1990 single by Garth Brooks

"The Dance" is a song written by Tony Arata and recorded by American country music singer Garth Brooks as the tenth and final track from his self-titled debut album, from which it was also released as the album's fourth and final single in April 1990. It is considered by many to be Brooks' signature song. In a 2015 interview with Patrick Kielty of BBC Radio 2, Brooks credits the back to back success of both "The Dance" and its follow up "Friends in Low Places" for his phenomenal success.

==Background==
At the opening of the music video, Brooks explains that the song is written with a double meaning - both as a love song about the end of a passionate relationship, and a story of someone dying because of something he believes in, after a moment of glory.

The song is written in the key of G major and is set in the time signature of common time with a tempo of 69 beats per minute.
==Music video==
The song's music video, directed by John Lloyd Miller, features an introduction by Brooks himself explaining the alternative meaning of the song. The video shows several American icons and examples of people who died for a dream. These include archive footage of the following:
- Lane Frost - World Champion bull rider, who was killed in 1989 by the bull he rode for a full eight seconds during a rodeo.
- Keith Whitley - Country singer who died in 1989 from alcohol poisoning. The Whitley scenes featured his then-wife Lorrie Morgan.
- Martin Luther King Jr. - Baptist minister who is best known for his involvement in the Civil Rights Movement and was assassinated in 1968.
- The crew of the Space Shuttle Challenger, shortly before it disintegrated after its launch in 1986.
- John F. Kennedy - President of the United States who was assassinated in 1963.
- John Wayne - Film actor best known for his roles in Westerns and died of cancer in 1979.

It was awarded Video of the Year at the 1990 ACM Music Awards.

==Cover versions==
Country music singer Martina McBride covered the song from the television special George Strait: ACM Artist of the Decade All Star Concert.

As well it was cover by Westlife in their album "The Love Album" in 2006.The Love Album (Westlife album)

==Chart performance==
On the Billboard Hot Country Songs chart, The Dance reached number one and remained there for three consecutive weeks until it was knocked off by "Good Times" by Dan Seals.

==Release and reception==
Released near the beginning of his career, "The Dance" was a hit single around the world, including the United States, Europe, and Ireland, charting inside the British pop top 40. The song cemented Brooks as a country superstar and made him the face of the country music explosion during the 90s. In 1990, it was named both Song of the Year and Video of the Year by the Academy of Country Music. It was awarded the number 14 position in the CMT 100 Greatest Songs of Country Music broadcast in 2003 and also the number 5 position on the network's The Greatest: 100 Greatest Music Videos special in 2004.

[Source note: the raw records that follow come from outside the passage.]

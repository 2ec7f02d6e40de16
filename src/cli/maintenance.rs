use anyhow::Result;

use crate::config::EngramConfig;

/// Run the retention sweeps. Dry-run unless `apply` is set.
pub fn forget(config: &EngramConfig, apply: bool) -> Result<()> {
    let mut conn = crate::db::open_database(config.db_path())?;
    let result = crate::knowledge::retention::forget(&mut conn, &config.retention, !apply)?;

    if result.dry_run {
        println!(
            "Would archive {} records, purge {} records, delete {} observations. Re-run with --apply.",
            result.archived_count, result.purged_count, result.observations_deleted
        );
    } else {
        println!(
            "Archived {} records, purged {} records, deleted {} observations.",
            result.archived_count, result.purged_count, result.observations_deleted
        );
    }
    Ok(())
}

/// Merge near-duplicate records. Dry-run unless `apply` is set.
pub fn consolidate(config: &EngramConfig, project: Option<&str>, apply: bool) -> Result<()> {
    let mut conn = crate::db::open_database(config.db_path())?;
    let report = crate::knowledge::retention::consolidate(&mut conn, project, !apply)?;

    println!("{}", serde_json::to_string_pretty(&report)?);
    if report.dry_run && report.groups_found > 0 {
        eprintln!("Dry run — re-run with --apply to merge.");
    }
    Ok(())
}
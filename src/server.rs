//! MCP server initialization for the stdio transport.
//!
//! Wires the database, embedding provider, session context, and tool router
//! into a running server. Exactly one serving process holds write access to
//! the store at a time; the dashboard opens the same file read-only.

use anyhow::Result;
use rmcp::ServiceExt;
use std::sync::{Arc, Mutex};

use crate::config::EngramConfig;
use crate::db;
use crate::embedding;
use crate::session::SessionContext;
use crate::tools::EngramTools;

/// Shared setup: layout, database, embedding provider, session row.
fn setup_shared_state(
    config: EngramConfig,
) -> Result<(
    Arc<Mutex<rusqlite::Connection>>,
    Option<Arc<dyn embedding::EmbeddingProvider>>,
    Arc<EngramConfig>,
    Arc<SessionContext>,
)> {
    config.ensure_layout()?;

    let db_path = config.db_path();
    let conn = db::open_database(&db_path)?;
    tracing::info!(db = %db_path.display(), "database ready");

    // Flag an embedding model mismatch — stored vectors would be stale
    if let Ok(Some(stored_model)) = db::migrations::get_embedding_model(&conn) {
        if stored_model != config.embedding.model {
            tracing::warn!(
                stored = %stored_model,
                configured = %config.embedding.model,
                "embedding model changed — existing vectors were produced by the old model"
            );
        }
    }

    let session = SessionContext::start(
        &conn,
        &config.storage.default_project,
        None,
        &config.raw_log_dir(),
    )?;
    tracing::info!(session = %session.id, "session started");

    let db = Arc::new(Mutex::new(conn));

    let provider = embedding::create_provider(&config.embedding)?;
    let provider: Option<Arc<dyn embedding::EmbeddingProvider>> = provider.map(Arc::from);
    match &provider {
        Some(_) => tracing::info!(model = %config.embedding.model, "embedding provider ready"),
        None => tracing::info!("embedding disabled — recall runs keyword + fuzzy + graph tiers"),
    }

    Ok((db, provider, Arc::new(config), Arc::new(session)))
}

/// Start the MCP server over stdio transport.
pub async fn serve_stdio(config: EngramConfig) -> Result<()> {
    tracing::info!("starting Engram MCP server on stdio");

    let (db, provider, config, session) = setup_shared_state(config)?;

    let tools = EngramTools::new(db, provider, config, session);
    let transport = rmcp::transport::stdio();

    let server = tools.serve(transport).await?;
    tracing::info!("MCP server running — waiting for client");

    server.waiting().await?;
    tracing::info!("MCP server shut down");

    Ok(())
}
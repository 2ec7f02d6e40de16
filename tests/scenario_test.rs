mod helpers;

use engram::knowledge::search::{recall, DetailLevel, RecallOptions, SearchTuning};
use engram::knowledge::types::KnowledgeType;
use helpers::{save, test_db};
use rusqlite::params;

fn opts(project: &str) -> RecallOptions {
    RecallOptions {
        project: Some(project.to_string()),
        branch: None,
        detail: DetailLevel::Full,
        limit: 10,
    }
}

/// Scenario: a lesson saved for one project is found by a related query, and
/// 91 unconfirmed days later its decayed score has dropped to half or less.
#[test]
fn saved_lesson_is_recalled_then_decays_past_half_life() {
    let mut conn = test_db();
    let tuning = SearchTuning::default();

    let saved = save(
        &mut conn,
        "Docker Compose v2 requires depends_on.condition for container health checks",
        KnowledgeType::Lesson,
        "infra",
        &["docker-compose".to_string()],
        None,
    );

    let fresh = recall(&conn, None, "docker compose health check", &opts("infra"), &tuning).unwrap();
    assert_eq!(fresh.results.len(), 1);
    assert_eq!(fresh.results[0].id, saved.id);
    let fresh_score = fresh.results[0].score;

    // 91 days pass with no confirmations: reset the recall bump and backdate
    let aged = (chrono::Utc::now() - chrono::Duration::days(91)).to_rfc3339();
    conn.execute(
        "UPDATE knowledge SET recall_count = 0, last_confirmed = ?1 WHERE id = ?2",
        params![aged, saved.id],
    )
    .unwrap();

    let later = recall(&conn, None, "docker compose health check", &opts("infra"), &tuning).unwrap();
    assert_eq!(later.results.len(), 1);
    let later_score = later.results[0].score;

    assert!(
        later_score <= fresh_score / 2.0 + 1e-6,
        "decayed score {later_score} should be at most half of {fresh_score}"
    );
    assert!(later_score > 0.0);
}

/// Recall must not leak records across projects, and the wrong project
/// returns nothing rather than falling back.
#[test]
fn recall_respects_project_boundaries() {
    let mut conn = test_db();
    let tuning = SearchTuning::default();

    save(
        &mut conn,
        "infra alerting goes through pagerduty escalation",
        KnowledgeType::Fact,
        "infra",
        &[],
        None,
    );

    let wrong = recall(&conn, None, "pagerduty escalation", &opts("webapp"), &tuning).unwrap();
    assert!(wrong.results.is_empty());

    let right = recall(&conn, None, "pagerduty escalation", &opts("infra"), &tuning).unwrap();
    assert_eq!(right.results.len(), 1);
}
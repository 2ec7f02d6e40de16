//! Parameter structs for the self-improvement tools.

use schemars::JsonSchema;
use serde::{Deserialize, Serialize};

#[derive(Debug, Serialize, Deserialize, JsonSchema)]
pub struct ErrorLogParams {
    #[schemars(description = "What went wrong")]
    pub description: String,

    #[schemars(
        description = "Category: 'code_error', 'logic_error', 'config_error', 'api_error', 'timeout', 'loop_detected', 'wrong_assumption', 'missing_context'"
    )]
    pub category: String,

    #[schemars(description = "Severity: 'low', 'medium', 'high', 'critical'")]
    pub severity: String,

    #[schemars(description = "How it was fixed, if known")]
    pub fix: Option<String>,

    #[schemars(description = "Project the error occurred in")]
    pub project: Option<String>,
}

#[derive(Debug, Serialize, Deserialize, JsonSchema)]
pub struct InsightParams {
    #[schemars(description = "Action: 'add', 'upvote', 'downvote', 'promote'")]
    pub action: String,

    #[schemars(description = "Insight id, required for votes and promotion")]
    pub id: Option<String>,

    #[schemars(description = "Insight content, required for 'add'")]
    pub content: Option<String>,

    #[schemars(description = "Error category the insight generalizes")]
    pub category: Option<String>,

    #[schemars(description = "Error ids the insight was distilled from")]
    pub source_error_ids: Option<Vec<String>>,

    #[schemars(description = "Project scope for the rule created by 'promote' (empty = global)")]
    pub project: Option<String>,
}

#[derive(Debug, Serialize, Deserialize, JsonSchema)]
pub struct RulesParams {
    #[schemars(description = "Action: 'add', 'fire', 'rate', 'suspend', 'activate', 'retire'")]
    pub action: String,

    #[schemars(description = "Rule id, required for everything except 'add'")]
    pub id: Option<String>,

    #[schemars(description = "Rule content, required for 'add'")]
    pub content: Option<String>,

    #[schemars(description = "Project scope for 'add' (empty = global)")]
    pub project: Option<String>,

    #[schemars(description = "Whether the application succeeded, required for 'rate'")]
    pub success: Option<bool>,
}

#[derive(Debug, Serialize, Deserialize, JsonSchema)]
pub struct RulesContextParams {
    #[schemars(description = "Project to load active rules for")]
    pub project: String,
}

#[derive(Debug, Serialize, Deserialize, JsonSchema)]
pub struct PatternsParams {
    #[schemars(description = "View: 'errors', 'candidates', 'effectiveness', 'trend'")]
    pub view: String,
}

#[derive(Debug, Serialize, Deserialize, JsonSchema)]
pub struct ReflectParams {
    #[schemars(description = "What to do differently next time")]
    pub reflection: String,

    #[schemars(description = "One-line summary of the task")]
    pub task_summary: Option<String>,

    #[schemars(description = "Task outcome: e.g. 'success', 'partial', 'failure'")]
    pub outcome: Option<String>,

    #[schemars(description = "Project the task belonged to")]
    pub project: Option<String>,
}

In a 1994 Playboy interview, Brooks said, "unless I am totally surprised, The Dance will be the greatest success as a song we will ever do. I'll go to my grave with The Dance. It'll probably always be my favorite song."

In 2001, after the death of Dale Earnhardt, Brooks was invited to the NASCAR awards ceremony that was honoring Earnhardt to play the song as a tribute. The song has been used as several country stations' last song before changing formats. It was also the second song to be played on UK station Country 1035, the first being another Brooks number.

On February 6, 2014, "The Dance" was performed by Brooks on the final episode of The Tonight Show with Jay Leno on NBC.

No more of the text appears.